Britain's biggest carmaker said that workers at the plant outside the city of Birmingham would receive full pay while on the reduced hours. A spokesperson said the change from five days to three would help avoid job cuts and run through Christmas.
"In light of the continuing headwinds impacting the car industry, we are making some temporary adjustments to our production schedules at Castle Bromwich," the carmaker said in a statement.
Jaguar Land Rover is owned by India's Tata Motors (TTM).
Sales of diesel vehicles have fallen off a cliff in the United Kingdom, where fears about pollution and a regulatory crackdown following Volkswagen's (VLKAF) emissions crisis have scared off buyers.
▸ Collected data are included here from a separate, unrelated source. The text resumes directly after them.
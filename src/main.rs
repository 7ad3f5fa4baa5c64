// McNotify - main.rs
//
// Application entry point. Handles:
// 1. CLI argument parsing
// 2. Config loading (fatal on invalid required fields)
// 3. Logging initialisation (debug mode support)
// 4. Sink selection (Discord, or stdout with --dry-run)
// 5. Wiring: tailer thread -> dispatcher -> queue -> delivery loop
// 6. Ctrl-C shutdown

use clap::Parser;
use mcnotify::app::delivery::{DeliveryWorker, NotificationSink, StdoutSink};
use mcnotify::app::dispatch::Dispatcher;
use mcnotify::app::tail::{LogTailer, TailerSettings};
use mcnotify::app::tail_state;
use mcnotify::platform::config::{self, AppConfig, PlatformPaths};
use mcnotify::platform::discord::{self, DiscordSink};
use mcnotify::util::constants;
use mcnotify::util::error::NotifierError;
use mcnotify::util::logging;
use std::path::{Path, PathBuf};
use tokio::sync::mpsc;

/// McNotify - Minecraft server activity notifier.
///
/// Follows the server's latest.log and posts player join, leave and death
/// notifications to a Discord channel.
#[derive(Parser, Debug)]
#[command(name = "mcnotify", version, about)]
struct Cli {
    /// Config file (TOML, or JSON when the extension is .json). Defaults to
    /// ./config.toml, then config.toml in the platform config directory.
    #[arg(short = 'c', long = "config")]
    config: Option<PathBuf>,

    /// Tail state file (overrides `state_path` from the config).
    #[arg(short = 's', long = "state")]
    state: Option<PathBuf>,

    /// Print notifications to stdout instead of sending them to Discord.
    #[arg(long = "dry-run")]
    dry_run: bool,

    /// Enable debug logging (equivalent to RUST_LOG=debug).
    #[arg(short = 'd', long = "debug")]
    debug: bool,
}

fn main() {
    let cli = Cli::parse();

    let paths = PlatformPaths::resolve();
    let config_path = cli
        .config
        .clone()
        .unwrap_or_else(|| paths.default_config_file());

    let (config, warnings) = match config::load_config(&config_path) {
        Ok(loaded) => loaded,
        Err(e) => {
            eprintln!("Error: {e}");
            std::process::exit(2);
        }
    };

    logging::init(
        cli.debug,
        config.log_level.as_deref(),
        config.log_file.as_deref(),
    );
    tracing::debug!(
        config_dir = %paths.config_dir.display(),
        data_dir = %paths.data_dir.display(),
        "Platform paths resolved"
    );
    tracing::info!(path = %config_path.display(), "Loaded config file");
    for warning in &warnings {
        tracing::warn!("{}", warning);
    }

    tracing::info!(
        version = constants::APP_VERSION,
        log = %config.log_path.display(),
        dry_run = cli.dry_run,
        "McNotify starting"
    );

    let state_path = cli
        .state
        .clone()
        .or_else(|| config.state_path.clone())
        .unwrap_or_else(|| tail_state::state_path(&paths.data_dir));

    // The token never reaches the logs; only its absence is reported.
    let token = if cli.dry_run {
        None
    } else {
        match discord::load_token(
            Path::new(constants::DOTENV_FILE_NAME),
            constants::DISCORD_TOKEN_ENV,
        ) {
            Some(t) => Some(t),
            None => {
                eprintln!(
                    "Error: {} is not set. Export the bot token, put it in .env, or use --dry-run.",
                    constants::DISCORD_TOKEN_ENV
                );
                std::process::exit(2);
            }
        }
    };

    let runtime = match tokio::runtime::Builder::new_current_thread()
        .enable_all()
        .build()
    {
        Ok(rt) => rt,
        Err(e) => {
            tracing::error!(error = %e, "Failed to start async runtime");
            std::process::exit(1);
        }
    };

    if let Err(e) = runtime.block_on(run(token, &config, state_path)) {
        tracing::error!(error = %e, "McNotify stopped with an error");
        eprintln!("Error: {e}");
        std::process::exit(1);
    }
}

/// Pick the sink and serve with it.
async fn run(
    token: Option<String>,
    config: &AppConfig,
    state_path: PathBuf,
) -> Result<(), NotifierError> {
    match token {
        None => serve(StdoutSink, config, state_path).await,
        Some(token) => {
            let sink = DiscordSink::new(&token, config.channel_id)?;
            serve(sink, config, state_path).await
        }
    }
}

/// Run the pipeline until Ctrl-C or until the tailer thread ends.
async fn serve<S: NotificationSink>(
    sink: S,
    config: &AppConfig,
    state_path: PathBuf,
) -> Result<(), NotifierError> {
    let mut worker = DeliveryWorker::new(sink, config.templates.clone());
    worker.ready().await?;

    let (tx, rx) = mpsc::channel(config.queue_capacity);
    let mut dispatcher = Dispatcher::new(config.debounce, tx);

    let mut tailer = LogTailer::new(TailerSettings {
        log_path: config.log_path.clone(),
        state_path,
        start_from_end: config.start_from_end,
        poll_interval: config.poll_interval,
    });
    let stop = tailer.stop_handle();

    // The tailer only starts once the sink is ready, so the initial backlog
    // is not dropped against a queue nobody drains yet. The starting offset
    // is fixed here, before the thread exists.
    tailer.start();
    let handle = std::thread::Builder::new()
        .name("log-tailer".to_string())
        .spawn(move || {
            tailer.run(|event| {
                dispatcher.dispatch(event);
            });
        })
        .map_err(|source| NotifierError::Io {
            path: config.log_path.clone(),
            operation: "spawn tailer thread for",
            source,
        })?;

    tokio::select! {
        stats = worker.run(rx) => {
            tracing::warn!(
                delivered = stats.delivered,
                failed = stats.failed,
                "Delivery queue closed unexpectedly"
            );
        }
        () = shutdown_signal() => {
            tracing::info!("Shutdown requested");
        }
    }

    stop.stop();
    match tokio::task::spawn_blocking(move || handle.join()).await {
        Ok(Ok(())) => {}
        _ => tracing::error!("Log tailer thread panicked"),
    }

    tracing::info!("McNotify stopped");
    Ok(())
}

/// Resolve on Ctrl-C. If the handler cannot be installed, never resolve so
/// the process keeps serving.
async fn shutdown_signal() {
    if let Err(e) = tokio::signal::ctrl_c().await {
        tracing::warn!(error = %e, "Cannot listen for Ctrl-C");
        std::future::pending::<()>().await;
    }
}
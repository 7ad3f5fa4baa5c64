// McNotify - app/tail_state.rs
//
// Tail state persistence: the log path, how far into it we have read, and
// the file size observed at that time. Lets the tailer resume after a
// restart without replaying or skipping lines.
//
// Design principles:
// - State is saved atomically (write->temp, rename->final) so a crash
//   during save leaves either the previous or the new state. Rename
//   atomicity is best-effort on some filesystems; this is a known gap.
// - Load never fails: a missing, unreadable, or malformed file is "no
//   state" and the tailer falls back to its start-from-end policy.
// - Missing fields default to zero/empty so older or hand-edited state
//   files still load.
// - A crash between reading bytes and saving state re-delivers those lines
//   on restart. Exactly-once delivery is not attempted.

use crate::util::error::StateError;
use serde::{Deserialize, Serialize};
use std::path::{Path, PathBuf};

/// Durable tailer progress.
///
/// Written by the tailer after every poll that managed to stat the log
/// file, read once at startup. The tailer is the only writer.
#[derive(Debug, Clone, Default, PartialEq, Eq, Serialize, Deserialize)]
#[serde(default)]
pub struct TailState {
    /// Log file this state refers to, as configured.
    pub log_path: String,

    /// Number of bytes of the log already consumed.
    pub offset_bytes: u64,

    /// Size of the log file when the state was written.
    pub file_size_bytes: u64,
}

/// Resolve the default state file path from the platform data directory.
pub fn state_path(data_dir: &Path) -> PathBuf {
    data_dir.join(crate::util::constants::STATE_FILE_NAME)
}

/// Save `state` to `path` atomically (write temp -> rename).
///
/// Creates all parent directories as needed. The tailer logs and ignores
/// failures; the next poll tries again.
pub fn save(path: &Path, state: &TailState) -> Result<(), StateError> {
    if let Some(parent) = path.parent().filter(|p| !p.as_os_str().is_empty()) {
        std::fs::create_dir_all(parent).map_err(|source| StateError::Io {
            path: parent.to_path_buf(),
            operation: "create directory for",
            source,
        })?;
    }

    let json =
        serde_json::to_string_pretty(state).map_err(|source| StateError::Serialise { source })?;

    let tmp = path.with_extension("json.tmp");
    std::fs::write(&tmp, json.as_bytes()).map_err(|source| StateError::Io {
        path: tmp.clone(),
        operation: "write",
        source,
    })?;

    std::fs::rename(&tmp, path).map_err(|source| {
        // Clean up the temp file on failure; ignore any secondary error.
        let _ = std::fs::remove_file(&tmp);
        StateError::Io {
            path: path.to_path_buf(),
            operation: "finalise",
            source,
        }
    })?;

    tracing::trace!(
        path = %path.display(),
        offset = state.offset_bytes,
        size = state.file_size_bytes,
        "Tail state saved"
    );
    Ok(())
}

/// Load a `TailState` from `path`.
///
/// Returns `None` on any error (file not found, unreadable, JSON parse
/// failure). The caller treats `None` as "no previous run".
pub fn load(path: &Path) -> Option<TailState> {
    let content = std::fs::read_to_string(path)
        .map_err(|e| {
            // "Not found" is the normal first run.
            if e.kind() != std::io::ErrorKind::NotFound {
                tracing::warn!(path = %path.display(), error = %e, "Cannot read tail state file");
            }
        })
        .ok()?;

    let state: TailState = serde_json::from_str(&content)
        .map_err(|e| {
            tracing::warn!(
                path = %path.display(),
                error = %e,
                "Tail state file is malformed; ignoring it"
            );
        })
        .ok()?;

    tracing::debug!(
        path = %path.display(),
        log_path = %state.log_path,
        offset = state.offset_bytes,
        "Tail state loaded"
    );
    Some(state)
}

// =============================================================================
// Unit tests
// =============================================================================
// McNotify - app/delivery.rs
//
// Delivery loop: drains the hand-off queue and pushes rendered notification
// text to a `NotificationSink`.
//
// Runs on a single-threaded tokio runtime. Waiting on an empty queue
// suspends the task; the tailer thread is never involved. Every dequeued
// event is sent exactly once: a failed send is logged, counted, and the
// event dropped (no retry, no re-queue). The loop ends when every producer
// has been dropped and the queue is empty.

use crate::core::model::PlayerEvent;
use crate::core::template::MessageTemplates;
use crate::util::error::DeliveryError;
use std::future::Future;
use tokio::sync::mpsc;

/// Destination for notification text (a chat channel, stdout, ...).
pub trait NotificationSink: Send {
    /// Resolve once the sink can accept messages. Called once before the
    /// loop starts; an error here is fatal to the process.
    fn ready(&mut self) -> impl Future<Output = Result<(), DeliveryError>> + Send;

    /// Deliver one message. Timeouts are the sink's own business.
    fn send(&mut self, text: &str) -> impl Future<Output = Result<(), DeliveryError>> + Send;
}

/// Counters reported when the delivery loop ends.
#[derive(Debug, Clone, Copy, Default, PartialEq, Eq)]
pub struct DeliveryStats {
    pub delivered: u64,
    pub failed: u64,
}

/// Consumer side of the event pipeline.
pub struct DeliveryWorker<S> {
    sink: S,
    templates: MessageTemplates,
    stats: DeliveryStats,
}

impl<S: NotificationSink> DeliveryWorker<S> {
    pub fn new(sink: S, templates: MessageTemplates) -> Self {
        Self {
            sink,
            templates,
            stats: DeliveryStats::default(),
        }
    }

    /// Wait until the sink reports it can accept messages.
    pub async fn ready(&mut self) -> Result<(), DeliveryError> {
        self.sink.ready().await
    }

    /// Deliver queued events until the queue closes.
    pub async fn run(mut self, mut rx: mpsc::Receiver<PlayerEvent>) -> DeliveryStats {
        tracing::info!("Delivery loop started");

        while let Some(event) = rx.recv().await {
            self.deliver(&event).await;
        }

        tracing::info!(
            delivered = self.stats.delivered,
            failed = self.stats.failed,
            "Delivery loop finished"
        );
        self.stats
    }

    /// Render and send a single event. Returns whether the sink accepted it.
    pub async fn deliver(&mut self, event: &PlayerEvent) -> bool {
        let text = self.templates.render(event);

        match self.sink.send(&text).await {
            Ok(()) => {
                self.stats.delivered += 1;
                tracing::info!(kind = %event.kind(), player = event.player(), "Notification sent");
                true
            }
            Err(e) => {
                self.stats.failed += 1;
                tracing::warn!(
                    kind = %event.kind(),
                    player = event.player(),
                    error = %e,
                    "Notification delivery failed; dropping event"
                );
                false
            }
        }
    }

    pub fn stats(&self) -> DeliveryStats {
        self.stats
    }
}

// =============================================================================
// Stdout sink
// =============================================================================

/// Prints each notification to stdout with a UTC timestamp. Used for
/// `--dry-run` and local testing.
#[derive(Debug, Default)]
pub struct StdoutSink;

impl NotificationSink for StdoutSink {
    async fn ready(&mut self) -> Result<(), DeliveryError> {
        Ok(())
    }

    async fn send(&mut self, text: &str) -> Result<(), DeliveryError> {
        println!("[{}] {text}", chrono::Utc::now().format("%Y-%m-%d %H:%M:%S"));
        Ok(())
    }
}

// =============================================================================
// Unit tests
// =============================================================================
Diesel sales dropped over 30% in 2017, according to industry group SMMT.
Uncertainty over Britain's separation from the European Union has also prompted some consumers to put major purchases on hold and raised fears in the car industry about massive disruption to supply chains and job losses.
"We're facing a number of challenges, and Brexit is one," said a spokesperson at Jaguar Land Rover. "But it's not the only one."
The slow pace of Brexit negotiations has heightened fears in recent months that Britain may leave the European Union in March without agreeing a transition deal to keep it temporarily in the bloc's single market and customs union.
Even if a deal is reached, the terms of UK-EU trade may remain uncertain way beyond that deadline.
'Double whammy' slams UK car industry into reverse
David Bailey, a professor of industry at Aston Business School, said that Jaguar Land Rover has been especially hard hit by the "double whammy" of fears over Brexit and diesel.
"You've got a successful industry in the United Kingdom that had been growing quickly," he said. "That's been put into reverse because of Brexit and diesel."
Jaguar Land Rover warned in July that if the United Kingdom leaves the European Union without maintaining a smooth trading relationship with the bloc, it would wipe out more than £1.2 billion ($1.6 billion) of the company's profit a year.
Car manufacturers, which rely on complex international supply chains, are worried that Brexit will lead to new trade barriers and delays at the borders. Jaguar Land Rover CEO Ralf Speth said last week that supply bottlenecks would cost his company £60 million ($79 million) per day.
"That is a huge risk," he told Sky News. "We depend on free, frictionless, seamless logistics."
The Castle Bromwich plant, which has just under 2,000 workers, is small by the standards of today's auto industry. And it mostly produces saloon cars that have fallen out of fashion.
Bailey fears the plant might not survive a messy Brexit, with production potentially shifting to Slovakia, an EU member. Jaguar Land Rover said in a statement that it was committed to its UK plants.